Twitter has shared more details about how dozens of high-profile accounts were accessed and used to promote a cryptocurrency scam this week.
Twitter has already revealed that around 130 accounts were targeted in the hack, including accounts of prominent political figures like Barack Obama and Joe Biden as well as cryptocurrency enthusiasts Elon Musk and other celebrities like Kanye West.
The company announced that the attack had been made possible due to “a social engineering scheme” in which cybercriminals targeted Twitter employees using “intentional manipulation of people into performing certain actions and divulging confidential information.”
Describing the scheme in more detail, Twitter said that attackers managed to trick or manipulate employees into handing over their credentials. The attackers then used these credentials to get inside Twitter’s systems, getting past the two-factor authentication protections and using an internal management tool for resetting passwords.
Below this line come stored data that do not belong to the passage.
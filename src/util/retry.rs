//! Retry with exponential backoff and jitter.

use std::future::Future;
use std::time::Duration;

use crate::config::RetrySettings;
use crate::error::{AgentryError, Result};

/// Retry policy configuration.
#[derive(Debug, Clone, PartialEq)]
pub struct RetryPolicy {
    /// Maximum number of attempts (including the first).
    pub max_attempts: u32,
    pub initial_backoff: Duration,
    pub max_backoff: Duration,
    pub multiplier: f64,
}

impl Default for RetryPolicy {
    fn default() -> Self {
        Self {
            max_attempts: 3,
            initial_backoff: Duration::from_millis(500),
            max_backoff: Duration::from_secs(30),
            multiplier: 2.0,
        }
    }
}

impl From<&RetrySettings> for RetryPolicy {
    fn from(settings: &RetrySettings) -> Self {
        Self {
            max_attempts: settings.max_attempts.max(1),
            initial_backoff: Duration::from_millis(settings.initial_backoff_ms),
            max_backoff: Duration::from_millis(settings.max_backoff_ms),
            ..Self::default()
        }
    }
}

impl RetryPolicy {
    /// Backoff before retry number `retry` (1-based), without jitter.
    pub fn base_delay(&self, retry: u32) -> Duration {
        let exponent = retry.saturating_sub(1) as i32;
        let secs = self.initial_backoff.as_secs_f64() * self.multiplier.powi(exponent);
        Duration::from_secs_f64(secs.min(self.max_backoff.as_secs_f64()))
    }

    /// Backoff before retry number `retry`, jittered to 75%–125%.
    pub fn delay(&self, retry: u32) -> Duration {
        let jitter_factor = 0.75 + (rand_factor() * 0.5);
        Duration::from_secs_f64(self.base_delay(retry).as_secs_f64() * jitter_factor)
    }

    /// Whether another attempt is allowed after `attempt` attempts failed with `error`.
    pub fn should_retry(&self, attempt: u32, error: &AgentryError) -> bool {
        error.is_retryable() && attempt < self.max_attempts
    }

    /// Execute an async operation with retry.
    pub async fn execute<F, Fut, T>(&self, mut operation: F) -> Result<T>
    where
        F: FnMut() -> Fut,
        Fut: Future<Output = Result<T>>,
    {
        let mut attempt = 0;
        loop {
            attempt += 1;
            match operation().await {
                Ok(value) => return Ok(value),
                Err(e) if self.should_retry(attempt, &e) => {
                    tracing::warn!(
                        attempt,
                        max_attempts = self.max_attempts,
                        error = %e,
                        "Retrying after error"
                    );
                    tokio::time::sleep(self.delay(attempt)).await;
                }
                Err(e) => return Err(e),
            }
        }
    }
}

/// Pseudo-random factor in [0, 1) without pulling in a rand crate.
fn rand_factor() -> f64 {
    use std::collections::hash_map::DefaultHasher;
    use std::hash::{Hash, Hasher};

    let mut hasher = DefaultHasher::new();
    std::time::SystemTime::now()
        .duration_since(std::time::UNIX_EPOCH)
        .unwrap_or_default()
        .as_nanos()
        .hash(&mut hasher);
    std::thread::current().id().hash(&mut hasher);

    (hasher.finish() % 10_000) as f64 / 10_000.0
}

#[cfg(test)]
mod tests {
    use super::*;
    use std::sync::atomic::{AtomicUsize, Ordering};
    use std::sync::Arc;

    #[test]
    fn base_delay_grows_and_caps() {
        let policy = RetryPolicy {
            max_attempts: 5,
            initial_backoff: Duration::from_millis(100),
            max_backoff: Duration::from_millis(300),
            multiplier: 2.0,
        };
        assert_eq!(policy.base_delay(1), Duration::from_millis(100));
        assert_eq!(policy.base_delay(2), Duration::from_millis(200));
        assert_eq!(policy.base_delay(3), Duration::from_millis(300));
    }

    #[tokio::test(start_paused = true)]
    async fn execute_retries_retryable_errors_until_success() {
        let policy = RetryPolicy {
            max_attempts: 4,
            initial_backoff: Duration::from_millis(10),
            max_backoff: Duration::from_millis(10),
            multiplier: 2.0,
        };
        let attempts = Arc::new(AtomicUsize::new(0));

        let result = policy
            .execute(|| {
                let attempts = attempts.clone();
                async move {
                    if attempts.fetch_add(1, Ordering::SeqCst) < 2 {
                        Err(AgentryError::Timeout(10))
                    } else {
                        Ok("ok")
                    }
                }
            })
            .await;

        assert_eq!(result.expect("should succeed"), "ok");
        assert_eq!(attempts.load(Ordering::SeqCst), 3);
    }

    #[tokio::test]
    async fn execute_stops_on_non_retryable_error() {
        let policy = RetryPolicy::default();
        let attempts = AtomicUsize::new(0);

        let result: Result<()> = policy
            .execute(|| {
                attempts.fetch_add(1, Ordering::SeqCst);
                async { Err(AgentryError::Configuration("bad".into())) }
            })
            .await;

        assert!(matches!(result, Err(AgentryError::Configuration(_))));
        assert_eq!(attempts.load(Ordering::SeqCst), 1);
    }
}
Of the 130 targeted accounts, the attackers were able to reset the passwords and log in to 45 accounts. This resulted in the sending of the cryptocurrency scam tweets. But many are worried that the attackers may have done even more damage, as they had full access to these accounts. A particular worry was whether the attackers would have been able to access private content such as direct messages.
It seems that, for at least some of the targets, that fear was well-founded. Twitter announced that, “For up to eight of the Twitter accounts involved, the attackers took the additional step of downloading the account’s information through our ‘Your Twitter Data’ tool. This is a tool that is meant to provide an account owner with a summary of their Twitter account details and activity.”
The Your Twitter Data tool gives a complete list of account activity which, according to The Verge, includes an archive of direct messages. This data may even include deleted direct messages, which is an extra worry. The concern is that these personal messages could be used for blackmail or spread around maliciously.
Twitter did confirm that, of the eight accounts who had their data downloaded, none were verified, and that it has reached out to all eight people to let them know. The company has said it will not be announcing the identity of these accounts publicly.
Twitter is conducting an investigation into what happened and how it can improve the security of its systems. The company acknowledges the huge loss of trust the public has in its services, saying, “We’re embarrassed, we’re disappointed, and more than anything, we’re sorry. We know that we must work to regain your trust, and we will support all efforts to bring the perpetrators to justice.”